The filename must not contain additional dots (".") beyond the one in the file ending.

<!--Files of the input data type 1 (one locus in many samples) do not place specific requirements for naming the files.  
On the contrary, files of the input data type 2 (many loci in one sample), and in particular the files containing the calibration data, place very strict requirements on the file naming:  

Every filname must be of the following pattern:  'anyfilename'_CS###.csv  

The suffix '_CS###.csv'  
- must begin with '_CS', otherwise the file is going to be rejected during the data preprocessing step (CS is the short form of 'calibration step')  
- the placeholder '###' must be replaced with the respective degree of methylation of the calibration data contained in the specific file  
-- it can be or an integer number between 0 and 100 (integers < 0 or > 100 will be rejected during the data preprocessing step)  
-- or a numeric number between 0 an 100, indicated by an underscore ('_') as decimal separator (e.g. '12_5' meaning '12.5')   

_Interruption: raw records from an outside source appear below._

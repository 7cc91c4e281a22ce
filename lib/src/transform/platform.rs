use crate::jvm::{BinaryName, Name};
use crate::transform::{Error, InjectionConfig};

/// Package segment under which implementations for the platform live
///
/// The explicit package comes first, then the configured package, and finally the platform name
/// itself. Quilt loads Fabric mods, so it shares their implementations.
pub fn platform_package<'a>(
    config: &'a InjectionConfig,
    platform_package: Option<&'a str>,
) -> Result<&'a str, Error> {
    if let Some(package) = platform_package.or(config.platform_package.as_deref()) {
        return Ok(package);
    }
    match config.platform_name()? {
        "quilt" => Ok("fabric"),
        platform => Ok(platform),
    }
}

/// Class implementing the expect-platform methods of `lookup_class` on the current platform
///
/// The implementation class is in a sub-package named after the platform, and its name is that of
/// the lookup class (flattened if nested) with an `Impl` suffix. For example, `com/foo/Bar$Inner`
/// resolves to `com/foo/fabric/BarInnerImpl` when building for Fabric.
pub fn platform_class(
    config: &InjectionConfig,
    platform_package: Option<&str>,
    lookup_class: &BinaryName,
) -> Result<BinaryName, Error> {
    let platform = self::platform_package(config, platform_package)?;
    let (package, simple_name) = lookup_class.split_package();
    let simple_name = simple_name.replace('$', "");
    let platform_class = match package {
        Some(package) => format!(
            "{}/{}/{}Impl",
            package.replace('$', ""),
            platform,
            simple_name
        ),
        None => format!("{}/{}Impl", platform, simple_name),
    };
    BinaryName::from_string(platform_class).map_err(Error::MalformedName)
}

#[cfg(test)]
mod test {
    use super::*;
    use crate::transform::properties::{Properties, PLATFORM_NAME, PLATFORM_PACKAGE};

    fn config(properties: &[(&str, &str)]) -> InjectionConfig {
        let mut bag = Properties::new();
        for (key, value) in properties {
            bag.set(*key, *value);
        }
        InjectionConfig::from_properties(&bag)
    }

    fn resolve(config: &InjectionConfig, package: Option<&str>, class: &str) -> String {
        let class = BinaryName::from_string(class.to_owned()).unwrap();
        platform_class(config, package, &class)
            .unwrap()
            .as_str()
            .to_owned()
    }

    #[test]
    fn resolve_from_platform_name() {
        let fabric = config(&[(PLATFORM_NAME, "fabric")]);
        assert_eq!(resolve(&fabric, None, "com/foo/Bar"), "com/foo/fabric/BarImpl");
        assert_eq!(
            resolve(&fabric, None, "com/foo/Bar$Inner"),
            "com/foo/fabric/BarInnerImpl"
        );
        assert_eq!(resolve(&fabric, None, "Bar"), "fabric/BarImpl");

        let forge = config(&[(PLATFORM_NAME, "forge")]);
        assert_eq!(resolve(&forge, None, "com/foo/Bar"), "com/foo/forge/BarImpl");
    }

    #[test]
    fn quilt_uses_fabric_implementations() {
        let quilt = config(&[(PLATFORM_NAME, "quilt")]);
        let fabric = config(&[(PLATFORM_NAME, "fabric")]);
        assert_eq!(
            resolve(&quilt, None, "com/foo/Bar"),
            resolve(&fabric, None, "com/foo/Bar")
        );

        // Only a fallback: an explicit package is used as-is
        assert_eq!(
            resolve(&quilt, Some("quilt"), "com/foo/Bar"),
            "com/foo/quilt/BarImpl"
        );
    }

    #[test]
    fn package_precedence() {
        let config = config(&[(PLATFORM_NAME, "fabric"), (PLATFORM_PACKAGE, "global")]);
        assert_eq!(resolve(&config, None, "com/foo/Bar"), "com/foo/global/BarImpl");
        assert_eq!(
            resolve(&config, Some("local"), "com/foo/Bar"),
            "com/foo/local/BarImpl"
        );
    }

    #[test]
    fn missing_platform_name() {
        let class = BinaryName::from_string("com/foo/Bar".to_owned()).unwrap();
        assert!(matches!(
            platform_class(&config(&[]), None, &class),
            Err(Error::MissingProperty(PLATFORM_NAME))
        ));

        // A package is enough, even without the platform name
        assert!(platform_class(&config(&[]), Some("neoforge"), &class).is_ok());
    }
}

Example: to upload a file for bias correction of type 2, that contains the calibration data for the calibration step '12.5' (true degree of calibration = 12.5) it need to be named the following:  
  *'my-calibrationfile_CS12_5.csv'* --> 


## What is exactly done during rBiasCorrection's/BiasCorrector's data preprocessing?  

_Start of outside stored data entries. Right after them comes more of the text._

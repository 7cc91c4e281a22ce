use crate::jvm::class_file::{
    AttributeLike, ConstantIndex, Deserialize, Serialize, Utf8ConstantIndex,
};
use crate::jvm::Error;
use byteorder::{ReadBytesExt, WriteBytesExt};

/// Annotation, as it is stored in annotation attributes
///
/// [0]: https://docs.oracle.com/javase/specs/jvms/se17/html/jvms-4.html#jvms-4.7.16
#[derive(Debug, Clone)]
pub struct Annotation {
    /// Field descriptor of the annotation interface
    pub type_index: Utf8ConstantIndex,
    pub element_value_pairs: Vec<ElementValuePair>,
}

#[derive(Debug, Clone)]
pub struct ElementValuePair {
    pub element_name: Utf8ConstantIndex,
    pub value: ElementValue,
}

#[derive(Debug, Clone)]
pub enum ElementValue {
    /// Constant of a primitive type or a string
    ///
    /// The tag is one of `B`, `C`, `D`, `F`, `I`, `J`, `S`, `Z`, or `s`.
    Const { tag: u8, value: ConstantIndex },

    /// Enum constant
    Enum {
        type_name: Utf8ConstantIndex,
        const_name: Utf8ConstantIndex,
    },

    /// Class literal, stored as a return descriptor
    Class(Utf8ConstantIndex),

    /// Nested annotation
    Annotation(Annotation),

    Array(Vec<ElementValue>),
}

impl Serialize for Annotation {
    fn serialize<W: WriteBytesExt>(&self, writer: &mut W) -> std::io::Result<()> {
        self.type_index.serialize(writer)?;
        self.element_value_pairs.serialize(writer)?;
        Ok(())
    }
}

impl Deserialize for Annotation {
    fn deserialize<R: ReadBytesExt>(reader: &mut R) -> Result<Self, Error> {
        Ok(Annotation {
            type_index: Utf8ConstantIndex::deserialize(reader)?,
            element_value_pairs: Vec::deserialize(reader)?,
        })
    }
}

impl Serialize for ElementValuePair {
    fn serialize<W: WriteBytesExt>(&self, writer: &mut W) -> std::io::Result<()> {
        self.element_name.serialize(writer)?;
        self.value.serialize(writer)?;
        Ok(())
    }
}

impl Deserialize for ElementValuePair {
    fn deserialize<R: ReadBytesExt>(reader: &mut R) -> Result<Self, Error> {
        Ok(ElementValuePair {
            element_name: Utf8ConstantIndex::deserialize(reader)?,
            value: ElementValue::deserialize(reader)?,
        })
    }
}

impl Serialize for ElementValue {
    fn serialize<W: WriteBytesExt>(&self, writer: &mut W) -> std::io::Result<()> {
        match self {
            ElementValue::Const { tag, value } => {
                tag.serialize(writer)?;
                value.serialize(writer)?;
            }
            ElementValue::Enum {
                type_name,
                const_name,
            } => {
                b'e'.serialize(writer)?;
                type_name.serialize(writer)?;
                const_name.serialize(writer)?;
            }
            ElementValue::Class(class_info) => {
                b'c'.serialize(writer)?;
                class_info.serialize(writer)?;
            }
            ElementValue::Annotation(annotation) => {
                b'@'.serialize(writer)?;
                annotation.serialize(writer)?;
            }
            ElementValue::Array(values) => {
                b'['.serialize(writer)?;
                values.serialize(writer)?;
            }
        }
        Ok(())
    }
}

impl Deserialize for ElementValue {
    fn deserialize<R: ReadBytesExt>(reader: &mut R) -> Result<Self, Error> {
        let value = match u8::deserialize(reader)? {
            tag @ (b'B' | b'C' | b'D' | b'F' | b'I' | b'J' | b'S' | b'Z' | b's') => {
                ElementValue::Const {
                    tag,
                    value: ConstantIndex::deserialize(reader)?,
                }
            }
            b'e' => ElementValue::Enum {
                type_name: Utf8ConstantIndex::deserialize(reader)?,
                const_name: Utf8ConstantIndex::deserialize(reader)?,
            },
            b'c' => ElementValue::Class(Utf8ConstantIndex::deserialize(reader)?),
            b'@' => ElementValue::Annotation(Annotation::deserialize(reader)?),
            b'[' => ElementValue::Array(Vec::deserialize(reader)?),
            other => {
                return Err(Error::MalformedAttribute {
                    name: "RuntimeVisibleAnnotations",
                    message: format!("Unknown element value tag {:?}", other as char),
                })
            }
        };
        Ok(value)
    }
}

/// [0]: https://docs.oracle.com/javase/specs/jvms/se17/html/jvms-4.html#jvms-4.7.16
#[derive(Debug)]
pub struct RuntimeVisibleAnnotations(pub Vec<Annotation>);

/// [0]: https://docs.oracle.com/javase/specs/jvms/se17/html/jvms-4.html#jvms-4.7.17
#[derive(Debug)]
pub struct RuntimeInvisibleAnnotations(pub Vec<Annotation>);

/// One list of annotations per formal parameter
///
/// [0]: https://docs.oracle.com/javase/specs/jvms/se17/html/jvms-4.html#jvms-4.7.18
#[derive(Debug)]
pub struct RuntimeVisibleParameterAnnotations(pub Vec<Vec<Annotation>>);

/// [0]: https://docs.oracle.com/javase/specs/jvms/se17/html/jvms-4.html#jvms-4.7.19
#[derive(Debug)]
pub struct RuntimeInvisibleParameterAnnotations(pub Vec<Vec<Annotation>>);

/// Default value of an annotation interface element
///
/// [0]: https://docs.oracle.com/javase/specs/jvms/se17/html/jvms-4.html#jvms-4.7.22
#[derive(Debug)]
pub struct AnnotationDefault(pub ElementValue);

macro_rules! annotations_attribute {
    ($attr:ident, $name:literal) => {
        impl AttributeLike for $attr {
            const NAME: &'static str = $name;
        }

        impl Serialize for $attr {
            fn serialize<W: WriteBytesExt>(&self, writer: &mut W) -> std::io::Result<()> {
                self.0.serialize(writer)
            }
        }

        impl Deserialize for $attr {
            fn deserialize<R: ReadBytesExt>(reader: &mut R) -> Result<Self, Error> {
                Ok($attr(Deserialize::deserialize(reader)?))
            }
        }
    };
}

annotations_attribute!(RuntimeVisibleAnnotations, "RuntimeVisibleAnnotations");
annotations_attribute!(RuntimeInvisibleAnnotations, "RuntimeInvisibleAnnotations");
annotations_attribute!(AnnotationDefault, "AnnotationDefault");

/// Parameter annotations are prefixed by a `u8` parameter count (instead of the usual `u16`)
macro_rules! parameter_annotations_attribute {
    ($attr:ident, $name:literal) => {
        impl AttributeLike for $attr {
            const NAME: &'static str = $name;
        }

        impl Serialize for $attr {
            fn serialize<W: WriteBytesExt>(&self, writer: &mut W) -> std::io::Result<()> {
                (self.0.len() as u8).serialize(writer)?;
                for annotations in &self.0 {
                    annotations.serialize(writer)?;
                }
                Ok(())
            }
        }

        impl Deserialize for $attr {
            fn deserialize<R: ReadBytesExt>(reader: &mut R) -> Result<Self, Error> {
                let num_parameters = u8::deserialize(reader)?;
                let mut parameters = Vec::with_capacity(num_parameters as usize);
                for _ in 0..num_parameters {
                    parameters.push(Vec::deserialize(reader)?);
                }
                Ok($attr(parameters))
            }
        }
    };
}

parameter_annotations_attribute!(
    RuntimeVisibleParameterAnnotations,
    "RuntimeVisibleParameterAnnotations"
);
parameter_annotations_attribute!(
    RuntimeInvisibleParameterAnnotations,
    "RuntimeInvisibleParameterAnnotations"
);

During the preprocessing, all requirements of the input files as stated in [Do my input files need to be in a special format?](#do-my-input-files-need-to-be-in-a-special-format) are checked. Furthermore, the mean methylation percentages of all CpG columns are calculated for every provided file. 

If any of the abovementioned file requirements is not met, an error will occur. For example, an error message will pop up if any calibration step is not within the range of 0 <= CS <= 100 or if you provided less than four calibration steps in your input data. 

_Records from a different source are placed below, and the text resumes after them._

use std::collections::BTreeMap;

/// Name of the platform being built (eg. `fabric`)
pub const PLATFORM_NAME: &str = "architectury.platform.name";

/// Package segment for platform implementation classes, if it differs from the platform name
pub const PLATFORM_PACKAGE: &str = "architectury.platform.package";

/// Namespace under which injected classes are generated
pub const UNIQUE_IDENTIFIER: &str = "architectury.unique.identifier";

/// Set to anything other than `true` to turn off all injection
pub const INJECT_INJECTABLES: &str = "architectury.inject.injectables";

/// Flat string-keyed property bag
///
/// This is populated either from text in the `.properties` format or from individual
/// `key=value` pairs. Later values for a key replace earlier ones.
#[derive(Debug, Clone, Default, PartialEq, Eq)]
pub struct Properties(BTreeMap<String, String>);

impl Properties {
    pub fn new() -> Properties {
        Properties(BTreeMap::new())
    }

    pub fn get(&self, key: &str) -> Option<&str> {
        self.0.get(key).map(String::as_str)
    }

    pub fn contains(&self, key: &str) -> bool {
        self.0.contains_key(key)
    }

    pub fn set(&mut self, key: impl Into<String>, value: impl Into<String>) {
        self.0.insert(key.into(), value.into());
    }

    pub fn iter(&self) -> impl Iterator<Item = (&str, &str)> {
        self.0.iter().map(|(k, v)| (k.as_str(), v.as_str()))
    }

    /// Add every property from the other bag, replacing existing values
    pub fn extend(&mut self, other: &Properties) {
        for (key, value) in other.iter() {
            self.set(key, value);
        }
    }

    /// Parse a single `key=value` pair (as passed on a command line)
    ///
    /// A pair without `=` sets the key to the empty string.
    pub fn parse_pair(pair: &str) -> (String, String) {
        match pair.split_once('=') {
            Some((key, value)) => (key.trim().to_owned(), value.to_owned()),
            None => (pair.trim().to_owned(), String::new()),
        }
    }

    /// Parse text in the `.properties` format
    ///
    /// Only the subset build tools write is understood: `#` and `!` comment lines, and `=` or `:`
    /// between key and value. Keys and values are trimmed. A line with no separator sets the key
    /// to the empty string.
    pub fn parse(text: &str) -> Properties {
        let mut properties = Properties::new();
        for line in text.lines() {
            let line = line.trim();
            if line.is_empty() || line.starts_with('#') || line.starts_with('!') {
                continue;
            }
            match line.split_once(&['=', ':'][..]) {
                Some((key, value)) => properties.set(key.trim_end(), value.trim_start()),
                None => properties.set(line, ""),
            }
        }
        properties
    }
}

#[cfg(test)]
mod test {
    use super::*;

    #[test]
    fn parse_properties_text() {
        let properties = Properties::parse(
            "# build settings\n\
             ! another comment\n\
             architectury.platform.name=fabric\n\
             architectury.unique.identifier : gen/mymod\n\
             \x20 spaced = value with spaces  \n\
             \n\
             url=https://example.com/a=b\n\
             flag\n",
        );
        assert_eq!(properties.get(PLATFORM_NAME), Some("fabric"));
        assert_eq!(properties.get(UNIQUE_IDENTIFIER), Some("gen/mymod"));
        assert_eq!(properties.get("spaced"), Some("value with spaces"));
        assert_eq!(properties.get("url"), Some("https://example.com/a=b"));
        assert_eq!(properties.get("flag"), Some(""));
        assert!(!properties.contains("# build settings"));
        assert_eq!(properties.iter().count(), 5);
    }

    #[test]
    fn later_values_win() {
        let mut properties = Properties::parse("a=1\nb=2\na=3");
        assert_eq!(properties.get("a"), Some("3"));

        let mut overrides = Properties::new();
        overrides.set("b", "4");
        properties.extend(&overrides);
        assert_eq!(properties.get("b"), Some("4"));
    }

    #[test]
    fn parse_pairs() {
        assert_eq!(
            Properties::parse_pair("architectury.platform.name=forge"),
            (PLATFORM_NAME.to_owned(), "forge".to_owned())
        );
        assert_eq!(
            Properties::parse_pair("key=a=b"),
            ("key".to_owned(), "a=b".to_owned())
        );
        assert_eq!(
            Properties::parse_pair("flag"),
            ("flag".to_owned(), String::new())
        );
    }
}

## What are the regression statistics?

The regression statistics table shows the regression parameters of the hyperbolic and the cubic polynomial regression. 

- Column 1 presents the CpG site's ID. 
- Column 2 contains the mean of the relative absolute errors for every interrogated CpG site. 
- Columns 3-9 comprise the sum of squared errors of the hyperbolic regression ('SSE [h]') and the coefficients of the hyperbolic equation that describes the hyperbolic regression curves for the respective CpG sites. 
- Columns 10-15 summarise the sum of squared errors of the cubic polynomial regression ('SSE [c]') and the coefficients of the cubic polynomial equations. 
- The rows highlighted with a green background colour indicate the regression method (hyperbolic or cubic polynomial) that is suggested by BiasCorrector for correcting data. This automatic choice of the regression method relies on either minimising the value of SSE (the default setting) or minimising the average relative error as selected by the user in the Settings tab.


## What are 'substitutions' in my final results?

Substitutions occur if no result is found in the range of plausible values between 0 and 100 during the BiasCorrection. A 'border zone' is implemented in the ranges 0 – 10% and 100 + 10%. If a result is in the range -10% < x < 0% or 100% < x < 110% , the value is substituted in the final results with 0% or 100%, respectively. 
Values beyond these border zones will be substituted with a blank value in the final output, as they seem implausible and could indicate substantial errors in the underlying data. 
For a detailed feedback, the substitutions table shows the results of the algorithm 'BiasCorrected value' and the corresponding substitution 'Substituted value' for the respective CpG site.